### EXERCISE PROMPT
Your job is to set down the stretch of entries that opens with the line containing "on the fixture" and closes with the line containing "runs the phrase". Keep both end lines, copy each exactly, and add nothing.

*** DATA SUPPLIED

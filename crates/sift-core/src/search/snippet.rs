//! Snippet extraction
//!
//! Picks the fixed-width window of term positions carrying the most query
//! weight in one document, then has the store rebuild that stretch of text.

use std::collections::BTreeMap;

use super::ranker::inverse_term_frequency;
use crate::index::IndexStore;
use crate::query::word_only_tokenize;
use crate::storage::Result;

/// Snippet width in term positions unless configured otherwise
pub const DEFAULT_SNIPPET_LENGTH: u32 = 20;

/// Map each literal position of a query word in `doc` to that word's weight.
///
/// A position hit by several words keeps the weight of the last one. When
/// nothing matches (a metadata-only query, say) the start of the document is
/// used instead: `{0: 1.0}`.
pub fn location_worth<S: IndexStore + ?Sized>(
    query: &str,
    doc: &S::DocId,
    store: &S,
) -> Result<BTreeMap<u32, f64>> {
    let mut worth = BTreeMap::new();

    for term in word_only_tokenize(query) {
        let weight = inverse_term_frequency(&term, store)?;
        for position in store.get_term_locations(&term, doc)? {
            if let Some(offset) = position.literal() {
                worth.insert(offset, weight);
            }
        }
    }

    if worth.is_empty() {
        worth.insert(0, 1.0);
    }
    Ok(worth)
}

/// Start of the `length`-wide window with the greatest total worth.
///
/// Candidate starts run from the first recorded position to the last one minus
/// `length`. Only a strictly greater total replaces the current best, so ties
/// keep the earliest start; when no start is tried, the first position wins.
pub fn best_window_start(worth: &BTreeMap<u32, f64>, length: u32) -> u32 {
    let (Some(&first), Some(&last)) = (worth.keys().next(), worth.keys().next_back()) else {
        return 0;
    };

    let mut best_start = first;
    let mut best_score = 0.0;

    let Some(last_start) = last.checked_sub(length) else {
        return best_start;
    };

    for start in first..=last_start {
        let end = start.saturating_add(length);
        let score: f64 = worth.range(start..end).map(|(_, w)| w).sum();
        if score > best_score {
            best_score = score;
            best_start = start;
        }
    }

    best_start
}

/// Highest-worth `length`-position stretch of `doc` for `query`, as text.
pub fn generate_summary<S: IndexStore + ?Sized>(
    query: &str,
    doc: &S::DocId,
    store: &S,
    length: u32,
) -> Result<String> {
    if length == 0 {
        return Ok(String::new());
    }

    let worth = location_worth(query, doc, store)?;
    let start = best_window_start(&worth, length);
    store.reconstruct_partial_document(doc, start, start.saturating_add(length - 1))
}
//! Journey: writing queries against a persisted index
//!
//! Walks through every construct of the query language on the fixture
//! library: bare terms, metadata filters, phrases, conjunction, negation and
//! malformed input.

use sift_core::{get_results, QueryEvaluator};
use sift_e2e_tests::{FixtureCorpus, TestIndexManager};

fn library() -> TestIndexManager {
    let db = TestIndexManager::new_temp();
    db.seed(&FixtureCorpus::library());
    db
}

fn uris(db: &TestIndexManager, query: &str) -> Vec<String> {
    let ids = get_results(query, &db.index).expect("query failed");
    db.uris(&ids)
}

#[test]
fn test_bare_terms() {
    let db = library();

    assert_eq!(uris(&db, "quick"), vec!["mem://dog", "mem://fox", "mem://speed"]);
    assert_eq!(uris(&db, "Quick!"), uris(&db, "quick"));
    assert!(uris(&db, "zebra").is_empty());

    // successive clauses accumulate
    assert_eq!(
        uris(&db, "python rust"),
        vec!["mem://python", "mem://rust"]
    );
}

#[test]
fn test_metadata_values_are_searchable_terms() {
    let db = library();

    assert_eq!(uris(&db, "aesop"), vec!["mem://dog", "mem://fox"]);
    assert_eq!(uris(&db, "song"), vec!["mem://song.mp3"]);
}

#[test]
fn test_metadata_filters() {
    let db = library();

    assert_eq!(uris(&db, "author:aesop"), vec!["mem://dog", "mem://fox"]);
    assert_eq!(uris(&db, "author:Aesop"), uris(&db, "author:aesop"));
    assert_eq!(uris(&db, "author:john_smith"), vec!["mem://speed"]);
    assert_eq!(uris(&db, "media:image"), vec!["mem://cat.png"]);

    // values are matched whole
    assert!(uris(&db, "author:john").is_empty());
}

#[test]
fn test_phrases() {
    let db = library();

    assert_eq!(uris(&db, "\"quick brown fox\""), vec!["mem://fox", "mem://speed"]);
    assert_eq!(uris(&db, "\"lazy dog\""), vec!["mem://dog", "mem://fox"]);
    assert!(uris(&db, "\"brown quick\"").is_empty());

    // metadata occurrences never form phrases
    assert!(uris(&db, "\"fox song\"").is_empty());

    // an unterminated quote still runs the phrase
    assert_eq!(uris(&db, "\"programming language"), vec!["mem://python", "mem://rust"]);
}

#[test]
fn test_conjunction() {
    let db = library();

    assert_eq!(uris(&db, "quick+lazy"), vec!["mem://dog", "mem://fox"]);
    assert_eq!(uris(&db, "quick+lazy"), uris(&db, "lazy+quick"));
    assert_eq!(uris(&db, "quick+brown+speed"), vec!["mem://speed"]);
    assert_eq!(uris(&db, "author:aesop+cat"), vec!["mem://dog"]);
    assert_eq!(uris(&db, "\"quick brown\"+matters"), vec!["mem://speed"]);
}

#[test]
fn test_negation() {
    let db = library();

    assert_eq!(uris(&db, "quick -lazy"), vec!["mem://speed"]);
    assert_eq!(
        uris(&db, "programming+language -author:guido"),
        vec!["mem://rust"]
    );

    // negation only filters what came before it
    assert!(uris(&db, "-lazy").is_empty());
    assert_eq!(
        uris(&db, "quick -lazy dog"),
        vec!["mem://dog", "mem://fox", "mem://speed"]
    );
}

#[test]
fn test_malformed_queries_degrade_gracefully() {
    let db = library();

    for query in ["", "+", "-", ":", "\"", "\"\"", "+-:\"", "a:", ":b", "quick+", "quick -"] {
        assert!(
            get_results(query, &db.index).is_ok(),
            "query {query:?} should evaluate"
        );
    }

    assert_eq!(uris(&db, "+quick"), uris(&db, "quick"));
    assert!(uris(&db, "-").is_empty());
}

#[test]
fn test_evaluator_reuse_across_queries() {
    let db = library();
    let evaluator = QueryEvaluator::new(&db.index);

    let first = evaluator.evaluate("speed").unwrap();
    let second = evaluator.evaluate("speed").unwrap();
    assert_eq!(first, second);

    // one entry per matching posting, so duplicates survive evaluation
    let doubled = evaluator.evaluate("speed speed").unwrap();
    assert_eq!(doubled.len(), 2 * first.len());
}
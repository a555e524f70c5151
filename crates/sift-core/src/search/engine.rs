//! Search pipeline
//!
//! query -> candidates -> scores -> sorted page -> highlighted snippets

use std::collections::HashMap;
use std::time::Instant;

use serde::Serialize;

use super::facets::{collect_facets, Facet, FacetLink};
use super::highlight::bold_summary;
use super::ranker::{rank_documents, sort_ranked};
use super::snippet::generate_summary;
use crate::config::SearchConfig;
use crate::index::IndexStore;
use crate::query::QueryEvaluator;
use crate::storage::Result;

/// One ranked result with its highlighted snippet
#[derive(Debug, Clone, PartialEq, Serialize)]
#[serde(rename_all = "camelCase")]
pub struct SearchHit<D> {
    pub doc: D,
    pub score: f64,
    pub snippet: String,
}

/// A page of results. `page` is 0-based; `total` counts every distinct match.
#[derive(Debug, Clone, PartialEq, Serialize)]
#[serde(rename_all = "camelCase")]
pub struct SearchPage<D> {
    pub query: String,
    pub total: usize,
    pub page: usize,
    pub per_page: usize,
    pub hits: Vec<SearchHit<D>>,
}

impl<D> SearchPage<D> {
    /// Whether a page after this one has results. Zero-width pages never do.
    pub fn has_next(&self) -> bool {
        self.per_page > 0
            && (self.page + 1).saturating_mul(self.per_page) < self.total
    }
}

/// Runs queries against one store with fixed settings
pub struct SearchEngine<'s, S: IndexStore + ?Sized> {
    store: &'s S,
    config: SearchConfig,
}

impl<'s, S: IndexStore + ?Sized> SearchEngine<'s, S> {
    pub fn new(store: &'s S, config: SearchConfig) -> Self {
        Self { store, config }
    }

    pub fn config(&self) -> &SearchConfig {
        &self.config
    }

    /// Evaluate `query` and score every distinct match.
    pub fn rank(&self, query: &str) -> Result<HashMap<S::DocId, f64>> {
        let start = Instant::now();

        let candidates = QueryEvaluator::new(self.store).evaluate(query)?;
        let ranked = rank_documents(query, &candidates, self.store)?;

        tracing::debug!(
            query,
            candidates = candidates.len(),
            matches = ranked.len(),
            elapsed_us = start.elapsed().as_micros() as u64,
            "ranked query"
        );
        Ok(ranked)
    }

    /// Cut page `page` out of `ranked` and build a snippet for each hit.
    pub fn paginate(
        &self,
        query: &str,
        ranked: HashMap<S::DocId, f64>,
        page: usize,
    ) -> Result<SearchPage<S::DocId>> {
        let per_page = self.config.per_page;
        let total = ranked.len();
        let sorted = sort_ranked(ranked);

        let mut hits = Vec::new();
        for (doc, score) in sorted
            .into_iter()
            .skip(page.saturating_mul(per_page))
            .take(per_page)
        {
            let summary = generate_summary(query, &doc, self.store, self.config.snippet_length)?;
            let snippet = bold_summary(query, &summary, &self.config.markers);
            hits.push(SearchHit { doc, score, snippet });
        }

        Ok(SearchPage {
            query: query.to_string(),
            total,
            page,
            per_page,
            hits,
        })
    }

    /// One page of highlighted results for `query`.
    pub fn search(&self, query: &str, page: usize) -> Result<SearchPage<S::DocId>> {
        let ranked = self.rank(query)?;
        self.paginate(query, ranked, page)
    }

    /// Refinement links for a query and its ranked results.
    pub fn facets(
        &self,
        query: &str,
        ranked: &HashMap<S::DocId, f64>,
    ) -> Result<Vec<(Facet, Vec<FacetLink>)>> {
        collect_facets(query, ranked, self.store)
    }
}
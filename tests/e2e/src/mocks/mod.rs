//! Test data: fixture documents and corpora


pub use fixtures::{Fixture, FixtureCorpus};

******

### RESPONSE
//! Walks through every construct of the query language on the fixture
//! library: bare terms, metadata filters, phrases, conjunction, negation and
//! malformed input.

use sift_core::{get_results, QueryEvaluator};
use sift_e2e_tests::{FixtureCorpus, TestIndexManager};

fn library() -> TestIndexManager {
    let db = TestIndexManager::new_temp();
    db.seed(&FixtureCorpus::library());
    db
}

fn uris(db: &TestIndexManager, query: &str) -> Vec<String> {
    let ids = get_results(query, &db.index).expect("query failed");
    db.uris(&ids)
}

#[test]
fn test_bare_terms() {
    let db = library();

    assert_eq!(uris(&db, "quick"), vec!["mem://dog", "mem://fox", "mem://speed"]);
    assert_eq!(uris(&db, "Quick!"), uris(&db, "quick"));
    assert!(uris(&db, "zebra").is_empty());

    // successive clauses accumulate
    assert_eq!(
        uris(&db, "python rust"),
        vec!["mem://python", "mem://rust"]
    );
}

#[test]
fn test_metadata_values_are_searchable_terms() {
    let db = library();

    assert_eq!(uris(&db, "aesop"), vec!["mem://dog", "mem://fox"]);
    assert_eq!(uris(&db, "song"), vec!["mem://song.mp3"]);
}

#[test]
fn test_metadata_filters() {
    let db = library();

    assert_eq!(uris(&db, "author:aesop"), vec!["mem://dog", "mem://fox"]);
    assert_eq!(uris(&db, "author:Aesop"), uris(&db, "author:aesop"));
    assert_eq!(uris(&db, "author:john_smith"), vec!["mem://speed"]);
    assert_eq!(uris(&db, "media:image"), vec!["mem://cat.png"]);

    // values are matched whole
    assert!(uris(&db, "author:john").is_empty());
}

#[test]
fn test_phrases() {
    let db = library();

    assert_eq!(uris(&db, "\"quick brown fox\""), vec!["mem://fox", "mem://speed"]);
    assert_eq!(uris(&db, "\"lazy dog\""), vec!["mem://dog", "mem://fox"]);
    assert!(uris(&db, "\"brown quick\"").is_empty());

    // metadata occurrences never form phrases
    assert!(uris(&db, "\"fox song\"").is_empty());

    // an unterminated quote still runs the phrase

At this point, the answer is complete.